Organizes all sequences matching the given `--virus-name` into a single directory. Non-standard viruses automatically get the `[Organism=...]` qualifier added to their FASTA headers based on the `virus_species` identified. The name provided should be the same present into the `virus` field of the results file.

If the virus has annotated segments (e.g., S, M, L), you can pass the `--split-by-segments` flag to organize sequences into per-segment subdirectories (e.g., `ncbi_submission_Oropouche_virus/S/`, `ncbi_submission_Oropouche_virus/M/`, `ncbi_submission_Oropouche_virus/L/`). Each subdirectory will contain its own `sequences.fasta`, `metadata.tsv`, `annotation.tbl`, and log files. Without this flag, all sequences are placed in a single flat directory.

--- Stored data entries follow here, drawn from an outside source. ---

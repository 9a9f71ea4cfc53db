//! Symbol directory port.

pub trait SymbolDirectory {
    /// Candidate symbols listed on `market`, in directory order, without
    /// duplicates. Unknown markets and unreachable stores yield an empty list.
    fn load_symbols(&self, market: &str) -> Vec<String>;
}
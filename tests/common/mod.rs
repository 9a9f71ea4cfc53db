#![allow(dead_code)]

use chrono::{Duration, NaiveDate, NaiveDateTime};
pub use uniselect::domain::ohlcv::OhlcvBar;
use uniselect::domain::error::SelectorError;
use uniselect::ports::market_data_port::{BarsBySymbol, MarketDataConnector, MarketDataPort};
use uniselect::ports::sector_port::SectorLookup;
use uniselect::ports::symbol_directory_port::SymbolDirectory;
use std::cell::Cell;
use std::collections::HashMap;

pub const DAILY_SESSIONS: usize = 30;
pub const INTRADAY_SESSIONS: usize = 5;

pub fn date(y: i32, m: u32, d: u32) -> NaiveDate {
    NaiveDate::from_ymd_opt(y, m, d).unwrap()
}

fn at(day: NaiveDate, hour: u32, minute: u32) -> NaiveDateTime {
    day.and_hms_opt(hour, minute, 0).unwrap()
}

/// Flat bar: high/low sit `half_range` (fraction of close) either side.
pub fn make_bar(symbol: &str, timestamp: NaiveDateTime, close: f64, volume: i64, half_range: f64) -> OhlcvBar {
    OhlcvBar {
        symbol: symbol.to_string(),
        timestamp,
        open: close,
        high: close * (1.0 + half_range),
        low: close * (1.0 - half_range),
        close,
        volume,
    }
}

/// `sessions` flat daily bars ending 2024-03-29. ATR% is `2 × half_range`,
/// ADV is `close × volume`.
pub fn daily_bars(symbol: &str, close: f64, volume: i64, half_range: f64, sessions: usize) -> Vec<OhlcvBar> {
    let start = date(2024, 3, 29) - Duration::days(sessions as i64 - 1);
    (0..sessions)
        .map(|i| {
            let day = start + Duration::days(i as i64);
            make_bar(symbol, at(day, 0, 0), close, volume, half_range)
        })
        .collect()
}

/// Three 5-minute bars per session (15:45, 15:50, 15:55); with a 16:00
/// close and a 5-minute window the last bar is the closing bar.
pub fn intraday_bars(symbol: &str, close: f64, volume: i64, half_range: f64, sessions: usize) -> Vec<OhlcvBar> {
    let start = date(2024, 3, 29) - Duration::days(sessions as i64 - 1);
    (0..sessions)
        .flat_map(|i| {
            let day = start + Duration::days(i as i64);
            [(15, 45), (15, 50), (15, 55)]
                .into_iter()
                .map(move |(h, m)| make_bar(symbol, at(day, h, m), close, volume, half_range))
        })
        .collect()
}

/// In-memory market data that counts session releases.
pub struct MockMarketData {
    pub daily: BarsBySymbol,
    pub intraday: BarsBySymbol,
    pub daily_error: Option<String>,
    pub releases: Cell<usize>,
    pub connects: Cell<usize>,
}

impl MockMarketData {
    pub fn new() -> Self {
        Self {
            daily: HashMap::new(),
            intraday: HashMap::new(),
            daily_error: None,
            releases: Cell::new(0),
            connects: Cell::new(0),
        }
    }

    /// Flat daily and intraday history for one symbol.
    pub fn with_symbol(mut self, symbol: &str, close: f64, volume: i64, half_range: f64) -> Self {
        self.daily.insert(
            symbol.to_string(),
            daily_bars(symbol, close, volume, half_range, DAILY_SESSIONS),
        );
        self.intraday.insert(
            symbol.to_string(),
            intraday_bars(symbol, close, volume, half_range, INTRADAY_SESSIONS),
        );
        self
    }

    pub fn with_daily(mut self, symbol: &str, bars: Vec<OhlcvBar>) -> Self {
        self.daily.insert(symbol.to_string(), bars);
        self
    }

    pub fn with_intraday(mut self, symbol: &str, bars: Vec<OhlcvBar>) -> Self {
        self.intraday.insert(symbol.to_string(), bars);
        self
    }

    pub fn with_daily_error(mut self, reason: &str) -> Self {
        self.daily_error = Some(reason.to_string());
        self
    }
}

fn pick(source: &BarsBySymbol, symbols: &[String]) -> BarsBySymbol {
    symbols
        .iter()
        .filter_map(|s| source.get(s).map(|bars| (s.clone(), bars.clone())))
        .collect()
}

pub struct MockSession<'a> {
    data: &'a MockMarketData,
}

impl MarketDataPort for MockSession<'_> {
    fn fetch_daily_bars(&self, symbols: &[String], _window_days: usize) -> Result<BarsBySymbol, SelectorError> {
        if let Some(reason) = &self.data.daily_error {
            return Err(SelectorError::Data {
                reason: reason.clone(),
            });
        }
        Ok(pick(&self.data.daily, symbols))
    }

    fn fetch_intraday_bars(&self, symbols: &[String], _window_days: usize) -> Result<BarsBySymbol, SelectorError> {
        Ok(pick(&self.data.intraday, symbols))
    }

    fn release(&mut self) {
        self.data.releases.set(self.data.releases.get() + 1);
    }
}

impl MarketDataConnector for MockMarketData {
    fn connect(&self) -> Result<Box<dyn MarketDataPort + '_>, SelectorError> {
        self.connects.set(self.connects.get() + 1);
        Ok(Box::new(MockSession { data: self }))
    }
}

pub struct MockDirectory {
    pub symbols: HashMap<String, Vec<String>>,
}

impl MockDirectory {
    pub fn empty() -> Self {
        Self {
            symbols: HashMap::new(),
        }
    }

    pub fn with_market(mut self, market: &str, symbols: &[&str]) -> Self {
        self.symbols.insert(
            market.to_string(),
            symbols.iter().map(|s| s.to_string()).collect(),
        );
        self
    }
}

impl SymbolDirectory for MockDirectory {
    fn load_symbols(&self, market: &str) -> Vec<String> {
        self.symbols.get(market).cloned().unwrap_or_default()
    }
}

pub struct MockSectors {
    pub map: HashMap<String, String>,
}

impl MockSectors {
    pub fn none() -> Self {
        Self { map: HashMap::new() }
    }

    pub fn from_pairs(pairs: &[(&str, &str)]) -> Self {
        Self {
            map: pairs
                .iter()
                .map(|(s, sec)| (s.to_string(), sec.to_string()))
                .collect(),
        }
    }
}

impl SectorLookup for MockSectors {
    fn load_sector_map(&self, _locator: &str) -> HashMap<String, String> {
        self.map.clone()
    }
}

pub fn symbols(list: &[&str]) -> Vec<String> {
    list.iter().map(|s| s.to_string()).collect()
}
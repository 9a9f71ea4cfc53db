//! Composite desirability score.
//!
//! Every factor except volatility fit is rank-normalized into [0, 1] so a
//! few outliers cannot compress the spread of the rest of the pool.
//! Volatility fit measures distance from a target level instead.

use crate::domain::metrics::{ExtensionMetric, MetricConfig, SymbolMetrics};
use std::collections::BTreeMap;

/// Prefix marking optional factors in breakdowns and audit columns.
pub const EXTENSION_PREFIX: &str = "ext_";

pub const LIQUIDITY: &str = "liquidity";
pub const VOLATILITY: &str = "volatility";
pub const COST: &str = "cost";
pub const CLOSE_LIQUIDITY: &str = "close_liquidity";
pub const ZERO_VOLUME: &str = "zero_volume";

#[derive(Debug, Clone, PartialEq)]
pub struct ScoringWeights {
    pub liquidity: f64,
    pub volatility: f64,
    pub cost: f64,
    pub close_liquidity: f64,
    pub zero_volume: f64,
    /// Extension weights keyed by [`ExtensionMetric::name`].
    pub extra: BTreeMap<String, f64>,
}

impl Default for ScoringWeights {
    fn default() -> Self {
        Self {
            liquidity: 0.35,
            volatility: 0.25,
            cost: 0.20,
            close_liquidity: 0.10,
            zero_volume: 0.10,
            extra: BTreeMap::new(),
        }
    }
}

impl ScoringWeights {
    pub fn extra_weight(&self, ext: ExtensionMetric) -> f64 {
        self.extra.get(ext.name()).copied().unwrap_or(0.0)
    }
}

/// Weighted per-factor contributions; they sum to `total`.
#[derive(Debug, Clone, PartialEq)]
pub struct ScoreBreakdown {
    pub total: f64,
    pub liquidity: f64,
    pub volatility: f64,
    pub cost: f64,
    pub close_liquidity: f64,
    pub zero_volume: f64,
    /// Enabled extension factors keyed by [`ExtensionMetric::name`].
    pub extensions: BTreeMap<String, f64>,
}

impl ScoreBreakdown {
    /// Named components in a fixed order, extension keys prefixed.
    pub fn components(&self) -> Vec<(String, f64)> {
        let mut out = vec![
            (LIQUIDITY.to_string(), self.liquidity),
            (VOLATILITY.to_string(), self.volatility),
            (COST.to_string(), self.cost),
            (CLOSE_LIQUIDITY.to_string(), self.close_liquidity),
            (ZERO_VOLUME.to_string(), self.zero_volume),
        ];
        out.extend(
            self.extensions
                .iter()
                .map(|(k, v)| (format!("{EXTENSION_PREFIX}{k}"), *v)),
        );
        out
    }
}

#[derive(Debug, Clone, Copy, PartialEq, Eq)]
pub enum Direction {
    HigherIsBetter,
    LowerIsBetter,
}

/// Rank-based score: best → 1.0, worst → 0.0, linear in rank between.
/// Exact ties break by symbol so the result never depends on input order.
pub fn rank_normalize<'a>(
    values: impl IntoIterator<Item = (&'a str, f64)>,
    direction: Direction,
) -> BTreeMap<String, f64> {
    let mut ranked: Vec<(&str, f64)> = values.into_iter().collect();
    ranked.sort_by(|a, b| {
        let by_value = match direction {
            Direction::HigherIsBetter => b.1.total_cmp(&a.1),
            Direction::LowerIsBetter => a.1.total_cmp(&b.1),
        };
        by_value.then_with(|| a.0.cmp(b.0))
    });

    let n = ranked.len();
    ranked
        .into_iter()
        .enumerate()
        .map(|(i, (symbol, _))| {
            let score = if n <= 1 {
                1.0
            } else {
                1.0 - i as f64 / (n - 1) as f64
            };
            (symbol.to_string(), score)
        })
        .collect()
}

/// `clamp(1 - |atr_pct - target| / tolerance, 0, 1)`.
pub fn volatility_fit(atr_pct: f64, target: f64, tolerance: f64) -> f64 {
    let deviation = (atr_pct - target).abs();
    if tolerance <= 0.0 {
        return if deviation == 0.0 { 1.0 } else { 0.0 };
    }
    (1.0 - deviation / tolerance).clamp(0.0, 1.0)
}

pub fn score_symbols(
    metrics: &BTreeMap<String, SymbolMetrics>,
    weights: &ScoringWeights,
    config: &MetricConfig,
) -> BTreeMap<String, ScoreBreakdown> {
    let column = |f: fn(&SymbolMetrics) -> f64| {
        metrics
            .iter()
            .map(move |(s, m)| (s.as_str(), f(m)))
    };

    let liquidity = rank_normalize(column(|m| m.adv_value), Direction::HigherIsBetter);
    let cost = rank_normalize(
        column(|m| m.median_intraday_range_bps),
        Direction::LowerIsBetter,
    );
    let close_liq = rank_normalize(
        column(|m| m.close_volume_share),
        Direction::HigherIsBetter,
    );
    let zero_penalty = rank_normalize(column(|m| m.no_trade_ratio), Direction::LowerIsBetter);

    // symbols without a value for an enabled extension score 0 on it
    let extensions: Vec<(ExtensionMetric, BTreeMap<String, f64>)> = config
        .enabled_extensions()
        .into_iter()
        .map(|ext| {
            let ranks = rank_normalize(
                metrics
                    .iter()
                    .filter_map(|(s, m)| ext.value(m).map(|v| (s.as_str(), v))),
                Direction::HigherIsBetter,
            );
            (ext, ranks)
        })
        .collect();

    metrics
        .iter()
        .map(|(symbol, m)| {
            let rank = |table: &BTreeMap<String, f64>| table.get(symbol).copied().unwrap_or(0.0);
            let volfit = m
                .atr_pct
                .map(|a| volatility_fit(a, config.target_atr_pct, config.atr_tolerance))
                .unwrap_or(0.0);

            let mut b = ScoreBreakdown {
                total: 0.0,
                liquidity: weights.liquidity * rank(&liquidity),
                volatility: weights.volatility * volfit,
                cost: weights.cost * rank(&cost),
                close_liquidity: weights.close_liquidity * rank(&close_liq),
                zero_volume: weights.zero_volume * rank(&zero_penalty),
                extensions: BTreeMap::new(),
            };
            for (ext, ranks) in &extensions {
                b.extensions
                    .insert(ext.name().to_string(), weights.extra_weight(*ext) * rank(ranks));
            }
            b.total = b.liquidity
                + b.volatility
                + b.cost
                + b.close_liquidity
                + b.zero_volume
                + b.extensions.values().sum::<f64>();

            (symbol.clone(), b)
        })
        .collect()
}
//! Port traits for the collaborators the selection core consumes.

pub mod config_port;
pub mod market_data_port;
pub mod report_port;
pub mod sector_port;
pub mod selection_store_port;
pub mod symbol_directory_port;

Additionally, for custom viruses, you can pass `--tbl-dir` pointing to a folder with per-sample `.tbl` annotation files. These will be concatenated into a single `annotation.tbl` file alongside the FASTA sequences. If you don't provide this option, the command will try to find the `.tbl` based on `tbl_path` field in the results file.

## Grouping by Sample (`sample`)

If you prefer to organize submissions just for specific samples, or for all samples independently of the virus, use the `sample` sub-command.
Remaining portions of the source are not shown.